[Saved data entries]
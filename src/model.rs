//! Core data model shared by the provider interface, orchestrator, and job
//! contracts: ephemeral principals, role packs, connection targets, and the
//! enumerations the contracts in [`crate::job`] are built from.

use secrecy::SecretString;
use serde::{Deserialize, Serialize};

/// A database login with a hard expiry, provisioned for a single session:
/// unique name, a write-only password never re-read once set, a grant set
/// inherited from its role pack, an expiry instant, and a connection cap
/// (default 2).
#[derive(Debug, Clone, Serialize, Deserialize)]
pub struct EphemeralPrincipal {
    /// Unique login name. Matches `^gk_[A-Za-z0-9_]+$`, 4-63 characters.
    pub name: String,
    /// ISO-8601 UTC timestamp after which the database itself rejects
    /// connections from this principal.
    pub expires_at: chrono::DateTime<chrono::Utc>,
    /// Maximum simultaneous connections permitted for this login.
    pub connection_limit: i32,
    /// Role pack this principal was provisioned against.
    pub role_pack: String,
}

/// Freshly generated credential material for a principal that does not yet
/// exist in the target database.
///
/// The password is never read back once set; it only flows from the
/// orchestrator (which generates it) through the provider to the database.
#[derive(Clone)]
pub struct NewPrincipal {
    /// Login name to create. Caller-generated, matches the `gk_` pattern.
    pub name: String,
    /// Freshly generated password. Never logged or included in `Debug` output.
    pub password: SecretString,
    /// Role pack to assign.
    pub role_pack: String,
    /// Time-to-live in minutes.
    pub ttl_minutes: u32,
    /// Maximum simultaneous connections permitted for this login.
    pub connection_limit: i32,
}

impl std::fmt::Debug for NewPrincipal {
    fn fmt(&self, f: &mut std::fmt::Formatter<'_>) -> std::fmt::Result {
        f.debug_struct("NewPrincipal")
            .field("name", &self.name)
            .field("password", &"<redacted>")
            .field("role_pack", &self.role_pack)
            .field("ttl_minutes", &self.ttl_minutes)
            .field("connection_limit", &self.connection_limit)
            .finish()
    }
}

/// A named, versioned collection of grants appropriate to one engine.
///
/// Identity is `(engine, name, version)`. Installed idempotently at
/// bootstrap time; a new version is a new role pack rather than a mutation.
#[derive(Debug, Clone, Serialize, Deserialize)]
pub struct RolePack {
    /// Engine tag this role pack targets (e.g. `"postgres"`).
    pub engine: String,
    /// Role pack name (`read`, `write`, `admin`, or an engine-specific variant
    /// such as `analyst`).
    pub name: String,
    /// Version tag, e.g. `"pg-1.0.0"`.
    pub version: String,
    /// Human description shown in catalogues.
    pub description: String,
    /// Permission statements granted by this pack.
    pub grants: Vec<String>,
}

/// Permission tier requested by a `create_session` job.
#[derive(Debug, Clone, Copy, PartialEq, Eq, Serialize, Deserialize)]
#[serde(rename_all = "lowercase")]
pub enum Role {
    /// Read-only access.
    Read,
    /// Read-write access.
    Write,
    /// Administrative access.
    Admin,
}

impl Role {
    /// Returns the role pack name this role maps to.
    #[must_use]
    pub const fn pack_name(self) -> &'static str {
        match self {
            Self::Read => "read",
            Self::Write => "write",
            Self::Admin => "admin",
        }
    }
}

/// SSL negotiation mode used when building a DSN. Defaults to `prefer`.
#[derive(Debug, Clone, Copy, PartialEq, Eq, Default, Serialize, Deserialize)]
#[serde(rename_all = "lowercase")]
pub enum SslMode {
    /// Do not use SSL.
    Disable,
    /// Prefer SSL but fall back to an unencrypted connection.
    #[default]
    Prefer,
    /// Require SSL; fail the connection if it cannot be negotiated.
    Require,
}

impl SslMode {
    /// Returns the literal value used in the DSN's `sslmode` query parameter.
    #[must_use]
    pub const fn as_dsn_value(self) -> &'static str {
        match self {
            Self::Disable => "disable",
            Self::Prefer => "prefer",
            Self::Require => "require",
        }
    }
}

/// The database a `create_session` job targets.
#[derive(Debug, Clone, Serialize, Deserialize)]
pub struct ConnectionTarget {
    /// Database host name or address.
    pub host: String,
    /// Database port.
    pub port: u16,
    /// Database name.
    pub database: String,
    /// SSL mode; defaults to [`SslMode::Prefer`] when absent from the job.
    #[serde(default, rename = "sslMode")]
    pub ssl_mode: SslMode,
}

/// Identity of the caller requesting a session, carried through for audit
/// purposes only.
#[derive(Debug, Clone, Serialize, Deserialize)]
pub struct Requester {
    /// Opaque identifier of the requesting user or service.
    #[serde(rename = "userId")]
    pub user_id: String,
    /// Optional contact email, logged but never used for authentication.
    #[serde(default)]
    pub email: Option<String>,
}

/// Lifecycle state of a session.
///
/// Transitions: `Pending -> Ready | Failed`, `Ready -> Revoked | Expired`.
/// `Ready -> Failed` is not a legal transition: once a DSN is issued the
/// session is observable as alive until revoked or expired.
#[derive(Debug, Clone, Copy, PartialEq, Eq, Serialize, Deserialize)]
#[serde(rename_all = "snake_case")]
pub enum SessionStatus {
    /// Job accepted but the provider call has not yet completed.
    Pending,
    /// Session is live; a DSN has been issued.
    Ready,
    /// Session was revoked before its natural expiry.
    Revoked,
    /// Session's TTL elapsed and cleanup reclaimed the principal.
    Expired,
    /// Provider or validation failure; no principal exists for this job.
    Failed,
    /// A revoke job named a session id with no known mapping to a username.
    NotFound,
    /// A cleanup sweep ran to completion (regardless of how many principals
    /// it actually dropped).
    Completed,
}

/// Row returned by the bootstrap's `list_ephemeral()` helper routine and by
/// [`crate::provider::DatabaseProvider::list_ephemeral_users`].
#[derive(Debug, Clone, Serialize, Deserialize)]
pub struct ListedPrincipal {
    /// Login name.
    pub name: String,
    /// ISO-8601 UTC expiry timestamp.
    pub expires_at: chrono::DateTime<chrono::Utc>,
    /// Whether the database already considers this principal expired.
    pub is_expired: bool,
    /// Configured connection cap.
    pub connection_limit: i32,
    /// Currently active connections for this login.
    pub active_connections: i32,
}

/// Outcome of a single candidate in a `cleanupExpiredUsers` batch: dropped
/// successfully, was expired but the drop failed (with error text), or
/// considered but not yet expired under the grace period.
#[derive(Debug, Clone, Serialize, Deserialize)]
pub struct CleanupOutcome {
    /// Login name considered for cleanup.
    pub name: String,
    /// Whether the database considered this principal expired (honouring the
    /// grace period).
    pub was_expired: bool,
    /// Whether the principal was actually dropped.
    pub dropped: bool,
    /// Error text if `was_expired` is true but `dropped` is false.
    pub error_message: Option<String>,
}

/// Tri-state health reported by [`crate::provider::DatabaseProvider::health_check`].
#[derive(Debug, Clone, Copy, PartialEq, Eq, Serialize, Deserialize)]
#[serde(rename_all = "lowercase")]
pub enum HealthState {
    /// All checks passed.
    Healthy,
    /// At least one non-connectivity check failed.
    Degraded,
    /// The provider could not reach the database at all.
    Unhealthy,
}

/// Structured health check result.
#[derive(Debug, Clone, Serialize, Deserialize)]
pub struct HealthReport {
    /// Aggregate health state.
    pub state: HealthState,
    /// Free-text summary.
    pub message: String,
    /// Timestamp the check was performed.
    pub checked_at: chrono::DateTime<chrono::Utc>,
    /// Per-check status plus pool statistics, as a JSON detail bag.
    pub details: serde_json::Value,
}

/// Orchestrator-facing health tri-state, mapped from [`HealthState`]'s
/// healthy/degraded/unhealthy onto the ok/degraded/down vocabulary callers
/// see from [`crate::orchestrator::Orchestrator::health`].
#[derive(Debug, Clone, Copy, PartialEq, Eq, Serialize, Deserialize)]
#[serde(rename_all = "lowercase")]
pub enum OrchestratorHealthState {
    /// Provider reported [`HealthState::Healthy`].
    Ok,
    /// Provider reported [`HealthState::Degraded`].
    Degraded,
    /// Provider reported [`HealthState::Unhealthy`], or could not be reached.
    Down,
}

impl From<HealthState> for OrchestratorHealthState {
    fn from(state: HealthState) -> Self {
        match state {
            HealthState::Healthy => Self::Ok,
            HealthState::Degraded => Self::Degraded,
            HealthState::Unhealthy => Self::Down,
        }
    }
}

/// Orchestrator-facing health report, enriched with the provider's engine
/// tag and version over the raw [`HealthReport`].
#[derive(Debug, Clone, Serialize, Deserialize)]
pub struct OrchestratorHealthReport {
    /// Mapped tri-state.
    pub state: OrchestratorHealthState,
    /// Free-text summary, as reported by the provider.
    pub message: String,
    /// Timestamp the check was performed.
    pub checked_at: chrono::DateTime<chrono::Utc>,
    /// The provider's detail bag, with `engine` and `providerVersion` merged
    /// in.
    pub details: serde_json::Value,
}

ACTION ITEM » Copy here each line of the preceding records with "facing" in it.

RESULT BELOW »
/// Orchestrator-facing health tri-state, mapped from [`HealthState`]'s
/// Orchestrator-facing health report, enriched with the provider's engine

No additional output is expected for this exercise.